この記事の要点
- SBIホールディングス、コインハコ買収に向け基本合意
- 完全子会社を通じ過半数株式取得で連結子会社化を目指す方針
- 買収によりトークン化株式やステーブルコインなど次世代金融展開を加速
- 取引完了は関係当局の承認が前提で、資本注入条件は現在協議中
- アジアでのデジタルアセット拠点確立とSBIグループ運営ノウハウ統合を狙う
SBIホールディングス、コインハコ連結子会社化へ
SBIホールディングスは2026年2月13日、シンガポールを拠点とする暗号資産(仮想通貨)取引所「コインハコ」を運営するHoldbuild Pte. Ltd.の買収に向け、基本合意の意向を表明しました。
同社は完全子会社SBI Ventures Asset Pte. Ltd.を通じて資本注入および既存株主からの株式取得を行い、過半数株式の取得を目指す方針です。

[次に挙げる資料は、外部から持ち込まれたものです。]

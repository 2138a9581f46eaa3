//! Skill list expansion and point allocation.
//!
//! Points are spent in two passes over one running table: occupation points
//! (less credit rating) over the occupation's expanded template, then hobby
//! points over the basic skills. Each pass first seeds its skills at their
//! defaults, then repeatedly adds a random amount to a random listed skill
//! until the budget is spent or no listed skill has headroom left.

use std::sync::Arc;

use cochar_domain::{
    OccupationRecord, SkillTable, SkillToken, CREDIT_RATING, DODGE, OWN_LANGUAGE,
};

use super::roll;
use crate::infrastructure::ports::RandomPort;
use crate::infrastructure::reference_data::{ReferenceData, SkillsData};

/// Skill defaults for one character: the reference table plus the two
/// defaults derived from the character's characteristics.
#[derive(Debug, Clone, Copy)]
pub struct SkillDefaults<'a> {
    skills: &'a SkillsData,
    dodge: u32,
    own_language: u32,
}

impl<'a> SkillDefaults<'a> {
    pub fn new(skills: &'a SkillsData, dexterity: u32, education: u32) -> Self {
        Self {
            skills,
            dodge: dexterity / 2,
            own_language: education,
        }
    }

    pub fn value(&self, skill: &str) -> u32 {
        match skill {
            DODGE => self.dodge,
            OWN_LANGUAGE => self.own_language,
            other => self.skills.default_value(other),
        }
    }
}

pub struct SkillAllocator {
    reference: Arc<ReferenceData>,
    random: Arc<dyn RandomPort>,
    max_skill_level: u32,
}

impl SkillAllocator {
    pub fn new(
        reference: Arc<ReferenceData>,
        random: Arc<dyn RandomPort>,
        max_skill_level: u32,
    ) -> Self {
        Self {
            reference,
            random,
            max_skill_level,
        }
    }

    /// Skills of a character with `occupation`.
    ///
    /// Explicit skills are returned as given. Otherwise points are allocated
    /// and skills left at their default are dropped; credit rating is always
    /// present.
    pub fn allocate_skills(
        &self,
        occupation: &OccupationRecord,
        occupation_points: u32,
        hobby_points: u32,
        dexterity: u32,
        education: u32,
        explicit: Option<SkillTable>,
    ) -> SkillTable {
        if let Some(skills) = explicit {
            return skills;
        }

        let defaults = SkillDefaults::new(self.reference.skills(), dexterity, education);
        let credit_rating = self.credit_rating_points(occupation, occupation_points);
        let remaining = occupation_points.saturating_sub(credit_rating);

        let occupation_skills = self.expand_template(occupation.skills());
        let hobby_skills = self.hobby_skills();
        tracing::debug!(
            occupation = occupation.name(),
            occupation_points,
            credit_rating,
            hobby_points,
            occupation_skills = occupation_skills.len(),
            hobby_skills = hobby_skills.len(),
            "Allocating skill points"
        );

        let mut table = SkillTable::new();
        self.distribute(&occupation_skills, remaining, &mut table, &defaults);
        self.distribute(&hobby_skills, hobby_points, &mut table, &defaults);

        drop_defaults(&mut table, &defaults);
        table.set_default(CREDIT_RATING, credit_rating);
        table
    }

    /// Credit rating drawn from the occupation's range, bounded by the
    /// occupation points.
    pub fn credit_rating_points(&self, occupation: &OccupationRecord, occupation_points: u32) -> u32 {
        let (min, max) = occupation.credit_rating().bounded_by(occupation_points);
        roll(self.random.as_ref(), min, max)
    }

    /// Concrete skill names for a template. Credit rating never appears; it
    /// is drawn separately.
    pub fn expand_template(&self, tokens: &[SkillToken]) -> Vec<String> {
        let mut skills = Vec::new();
        for token in tokens {
            self.expand_token(token, &mut skills);
        }
        skills.retain(|skill| skill != CREDIT_RATING);
        skills
    }

    /// Hobby points go to the basic skills.
    pub fn hobby_skills(&self) -> Vec<String> {
        self.reference.skills().basic_skills().to_vec()
    }

    fn expand_token(&self, token: &SkillToken, skills: &mut Vec<String>) {
        match token {
            SkillToken::Literal(name) => skills.push(name.clone()),
            SkillToken::CategoryPick { count, category } => {
                let population = self.reference.skills().skills_in(*category);
                if population.is_empty() {
                    tracing::warn!(category = %category, "No skills available in category");
                    return;
                }
                let last = last_index(population.len());
                for _ in 0..*count {
                    let index = roll(self.random.as_ref(), 0, last) as usize;
                    if let Some(skill) = population.get(index) {
                        skills.push(skill.clone());
                    }
                }
            }
            SkillToken::ChoiceOf { count, options } => {
                for index in self.random.sample_indices(options.len(), *count) {
                    if let Some(option) = options.get(index) {
                        self.expand_token(option, skills);
                    }
                }
            }
        }
    }

    /// Spend `points` over `skills`, accumulating into `table`. Returns the
    /// points actually spent, which falls short of `points` only when every
    /// listed skill reached the cap.
    pub fn distribute(
        &self,
        skills: &[String],
        points: u32,
        table: &mut SkillTable,
        defaults: &SkillDefaults<'_>,
    ) -> u32 {
        for skill in skills {
            table.set_default(skill.as_str(), defaults.value(skill));
        }

        let mut remaining = points;
        while remaining > 0 {
            let open: Vec<(&str, u32)> = skills
                .iter()
                .filter_map(|skill| {
                    let headroom = self
                        .max_skill_level
                        .saturating_sub(table.get(skill).unwrap_or(0));
                    (headroom > 0).then_some((skill.as_str(), headroom))
                })
                .collect();
            if open.is_empty() {
                tracing::warn!(
                    remaining,
                    skills = skills.len(),
                    "No skill has headroom left, points not spent"
                );
                break;
            }

            let pick = roll(self.random.as_ref(), 0, last_index(open.len())) as usize;
            let Some(&(skill, headroom)) = open.get(pick) else {
                break;
            };
            let amount = roll(self.random.as_ref(), 0, remaining.min(headroom));
            table.add(skill, amount);
            remaining -= amount;
        }
        points - remaining
    }
}

/// Keep skills that moved away from their default, and credit rating.
pub fn drop_defaults(table: &mut SkillTable, defaults: &SkillDefaults<'_>) {
    table.retain(|skill, points| skill == CREDIT_RATING || points != defaults.value(skill));
}

fn last_index(len: usize) -> u32 {
    u32::try_from(len.saturating_sub(1)).unwrap_or(u32::MAX)
}
//! Port traits for infrastructure boundaries.
//!
//! These are the ONLY abstractions in the engine. Everything else is concrete types.
//! Ports exist for:
//! - Name lookups (could swap the embedded database for a service)
//! - Random draws (for testing and reproducible runs)

mod error;
mod external;
mod testing;

// =============================================================================
// Errors
// =============================================================================
pub use error::NameError;

// =============================================================================
// External Service Ports
// =============================================================================
pub use external::NamePort;

#[cfg(test)]
pub use external::MockNamePort;

// =============================================================================
// Testing Ports
// =============================================================================
pub use testing::RandomPort;

#[cfg(test)]
pub use testing::MockRandomPort;
//! Call of Cthulhu 7th Edition character creation rules.
//!
//! Deterministic tables and formulas used by the character generator:
//! - Age modifiers (characteristic deductions, appearance, move rate, EDU tests)
//! - Derived attributes (sanity, magic points, hit points)
//! - Combat matrix (damage bonus and build from STR + SIZ)
//! - Population pyramid brackets and the reference years they were sampled at
//!
//! Everything random lives in the engine; these functions only compute.

use crate::value_objects::{AgeBounds, Build, DamageBonus};

/// Ascending STR + SIZ thresholds of the combat matrix.
pub const COMBAT_THRESHOLDS: [u32; 9] = [64, 84, 124, 164, 204, 283, 364, 444, 524];

/// Upper age of each modifier bracket. Ages past the last cutoff use the last row.
pub const AGE_CUTOFFS: [u32; 7] = [19, 39, 49, 59, 69, 79, 90];
const MOD_CHARACTERISTIC_POINTS: [u32; 7] = [5, 0, 5, 10, 20, 40, 80];
const MOD_APPEARANCE: [u32; 7] = [0, 0, 5, 10, 15, 20, 25];
const MOD_MOVE_RATE: [u32; 7] = [0, 0, 1, 2, 3, 4, 5];
const MOD_EDUCATION_TESTS: [u32; 7] = [0, 1, 2, 3, 4, 4, 4];

/// Years the population pyramid data was sampled at.
pub const REFERENCE_YEARS: [i32; 15] = [
    1950, 1955, 1960, 1965, 1970, 1975, 1980, 1985, 1990, 1995, 2000, 2005, 2010, 2015, 2020,
];

/// Number of five-year brackets per sex in the population pyramid (0-4 … 100+).
pub const PYRAMID_BRACKETS: usize = 21;
const PYRAMID_BRACKET_WIDTH: u32 = 5;

/// Call of Cthulhu 7th Edition formulas.
pub struct Coc7eSystem;

impl Coc7eSystem {
    /// Calculate derived HP from CON and SIZ.
    pub fn calculate_hp(con: u32, siz: u32) -> u32 {
        (con + siz) / 10
    }

    /// Calculate starting sanity from POW.
    pub fn calculate_starting_sanity(pow: u32) -> u32 {
        pow
    }

    /// Calculate magic points from POW.
    pub fn calculate_magic_points(pow: u32) -> u32 {
        pow / 5
    }

    /// Calculate the base move rate from STR, DEX, SIZ (before age modifiers).
    pub fn calculate_move_rate(str_val: u32, dex: u32, siz: u32) -> u32 {
        if dex < siz && str_val < siz {
            7
        } else if str_val >= siz && dex >= siz {
            9
        } else {
            8
        }
    }

    /// Calculate damage bonus from STR + SIZ.
    pub fn calculate_damage_bonus(str_val: u32, siz: u32) -> DamageBonus {
        DamageBonus::from_index(Self::combat_bucket(str_val, siz))
    }

    /// Calculate build from STR + SIZ.
    pub fn calculate_build(str_val: u32, siz: u32) -> Build {
        Build::from_index(Self::combat_bucket(str_val, siz))
    }

    /// Dodge base value: half of DEX, rounded down.
    pub fn calculate_dodge(dex: u32) -> u32 {
        dex / 2
    }

    /// Row of the combat matrix: number of thresholds strictly below STR + SIZ,
    /// capped at the last row.
    pub fn combat_bucket(str_val: u32, siz: u32) -> usize {
        let total = str_val + siz;
        COMBAT_THRESHOLDS
            .iter()
            .take_while(|threshold| **threshold < total)
            .count()
            .min(COMBAT_THRESHOLDS.len() - 1)
    }
}

// ============================================================================
// Age modifiers
// ============================================================================

/// Deductions and EDU tests applied to a freshly rolled character of a given age.
#[derive(Debug, Clone, Copy, PartialEq, Eq)]
pub struct AgeModifiers {
    /// Points removed one at a time from STR, CON or DEX
    pub characteristic_points: u32,
    pub appearance: u32,
    pub move_rate: u32,
    /// Number of EDU improvement tests
    pub education_tests: u32,
}

impl AgeModifiers {
    pub fn for_age(age: u32) -> Self {
        let bracket = Self::bracket(age);
        Self {
            characteristic_points: MOD_CHARACTERISTIC_POINTS[bracket],
            appearance: MOD_APPEARANCE[bracket],
            move_rate: MOD_MOVE_RATE[bracket],
            education_tests: MOD_EDUCATION_TESTS[bracket],
        }
    }

    /// Count of cutoffs strictly below `age`, capped at the last row.
    pub fn bracket(age: u32) -> usize {
        AGE_CUTOFFS
            .iter()
            .take_while(|cutoff| **cutoff < age)
            .count()
            .min(AGE_CUTOFFS.len() - 1)
    }
}

/// Subtract `points`, never going below 1.
pub fn subtract_with_floor(value: u32, points: u32) -> u32 {
    if value > points {
        value - points
    } else {
        1
    }
}

/// Improvement test: the value improves when the d100 roll exceeds it.
pub fn improvement_test_passes(value: u32, roll: u32) -> bool {
    roll > value
}

// ============================================================================
// Population pyramid
// ============================================================================

/// Reference year used for `year`: years before the first sample use the
/// first sample, otherwise the nearest sample at or after `year`, capped at
/// the last one.
pub fn reference_year(year: i32) -> i32 {
    let index = REFERENCE_YEARS
        .iter()
        .take_while(|sample| **sample < year)
        .count()
        .min(REFERENCE_YEARS.len() - 1);
    REFERENCE_YEARS[index]
}

/// An age range together with the pyramid weight that covers it.
#[derive(Debug, Clone, Copy, PartialEq, Eq)]
pub struct AgeBracket {
    /// Index into the 21 weights of a pyramid row
    pub weight_index: usize,
    pub low: u32,
    pub high: u32,
}

/// Pyramid brackets clipped to `bounds`. Brackets entirely outside the bounds
/// are dropped; partially covered ones are narrowed.
pub fn age_brackets(bounds: AgeBounds) -> Vec<AgeBracket> {
    (0..PYRAMID_BRACKETS)
        .filter_map(|weight_index| {
            let start = weight_index as u32 * PYRAMID_BRACKET_WIDTH;
            let end = start + PYRAMID_BRACKET_WIDTH - 1;
            let low = start.max(bounds.min());
            let high = end.min(bounds.max());
            (low <= high).then_some(AgeBracket {
                weight_index,
                low,
                high,
            })
        })
        .collect()
}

取引完了後、コインハコはSBIホールディングスの連結子会社となる予定であり、本取引の実行は関係当局の承認を前提としています。
発表によれば、資本注入の具体的な手法および既存株主からの株式取得の詳細は現在協議中であり、同社は本取引をグローバルなデジタルアセット戦略の一環と位置づけています。
コインハコが培ってきた取引所運営ノウハウとデジタルアセットインフラをSBIグループの資本およびグローバルネットワークと統合し、アジアにおける次世代デジタルアセットの中核拠点としての地位確立を目指すとしています。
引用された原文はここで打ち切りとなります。